There’s an opportunity for advisers to help people trade their SMSF for an APRA-regulated fund, Scheerlinck said.

“The problem [with trading an SMSF for an APRA fund] is it’s not straightforward, particularly if you have property in the portfolio, you have to liquidate it,” she explained. “It’s really the asset mix that causes this complication; there is definitely an opportunity there for advisers here.”

The SMSF sector has enjoyed a meteoric increase in funds and member accounts in the last decade and that will probably decline in the next 10 years, Rice Warner’s Michael Rice predicts.

SMSFs now account for 30 per cent of all the money invested in superannuation but Rice reckons that will drop by up to 1 per cent in the coming decade. This decline is contrary to the natural overall growth of the superannuation sector, powered by the super guarantee.

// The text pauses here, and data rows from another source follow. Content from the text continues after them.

mod support;

use easel::prelude::*;

struct Clear {
    color: wgpu::Color,
}

impl Renderer for Clear {
    fn bind_to_context(
        &mut self,
        _gpu: &GpuContext,
        _target: &TargetInfo,
    ) -> Result<(), String> {
        Ok(())
    }

    fn draw_frame(&mut self, frame: &mut Frame) -> Result<(), String> {
        let _pass = frame.begin_pass(Some(self.color));
        Ok(())
    }
}

#[test]
fn offscreen_gpu_surface_reads_back_the_clear_color() {
    if !support::gpu_tests_enabled() {
        return;
    }
    init_logger();

    let config = SurfaceConfig::new(16, 8);
    let mut surface = GpuSurface::new(
        config.clone(),
        Clear {
            color: wgpu::Color::GREEN,
        },
    );
    surface.init_offscreen(&config).expect("init offscreen");
    surface.draw_frame().expect("draw frame");

    let capture = surface.read_pixels().expect("read pixels");
    assert_eq!((capture.width, capture.height), (16, 8));
    assert_eq!(capture.pixel(3, 3), Some([0, 255, 0, 255]));
    assert!(matches!(surface.native_handle(), NativeHandle::Device(_)));
}

#[test]
fn set_smooth_reports_a_supported_sample_count() {
    if !support::gpu_tests_enabled() {
        return;
    }

    let config = SurfaceConfig::new(16, 16);
    let mut surface = GpuSurface::new(
        config.clone(),
        Clear {
            color: wgpu::Color::BLACK,
        },
    );
    surface.init_offscreen(&config).expect("init offscreen");

    assert_eq!(surface.set_smooth(0).expect("smooth 0"), 1);
    assert_eq!(surface.core().config().smooth, 0);
    surface.draw_frame().expect("draw frame");
}

// Builds pipelines for single-sampled targets only.
struct SingleSampled;

impl Renderer for SingleSampled {
    fn bind_to_context(
        &mut self,
        _gpu: &GpuContext,
        target: &TargetInfo,
    ) -> Result<(), String> {
        if target.sample_count > 1 {
            return Err(format!("{} samples unsupported", target.sample_count));
        }
        Ok(())
    }

    fn draw_frame(&mut self, frame: &mut Frame) -> Result<(), String> {
        let _pass = frame.begin_pass(Some(wgpu::Color::BLACK));
        Ok(())
    }
}

#[test]
fn rejected_smooth_level_keeps_the_previous_binding() {
    if !support::gpu_tests_enabled() {
        return;
    }

    let mut config = SurfaceConfig::new(16, 16);
    config.smooth = 0;
    let mut surface = GpuSurface::new(config.clone(), SingleSampled);
    surface.init_offscreen(&config).expect("init offscreen");

    match surface.set_smooth(4) {
        // Adapter without multisampling: nothing to reject.
        Ok(samples) => assert_eq!(samples, 1),
        Err(err) => {
            assert!(err.to_string().contains("samples unsupported"));
            assert_eq!(surface.core().config().smooth, 0);
            let samples = surface
                .render(|context| context.target_info().sample_count)
                .expect("render");
            assert_eq!(samples, 1);
        }
    }

    surface.draw_frame().expect("draw frame");
}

“It’s a fairly small decline and the decline is more due to the growth of other sectors than the decline in interest in SMSFs,” Rice noted. “Also, some people with very large SMSFs are getting old; as these people die and they come out of the system, they’ll be replaced with people who have smaller balances, so there will be a drop off because of this.”

Further, Rice said the small decline in SMSF funds under advice would also be a result of the fact that 55 per cent of all the money in SMSFs is in the pension phase – balances that will lead to overall FUA declines.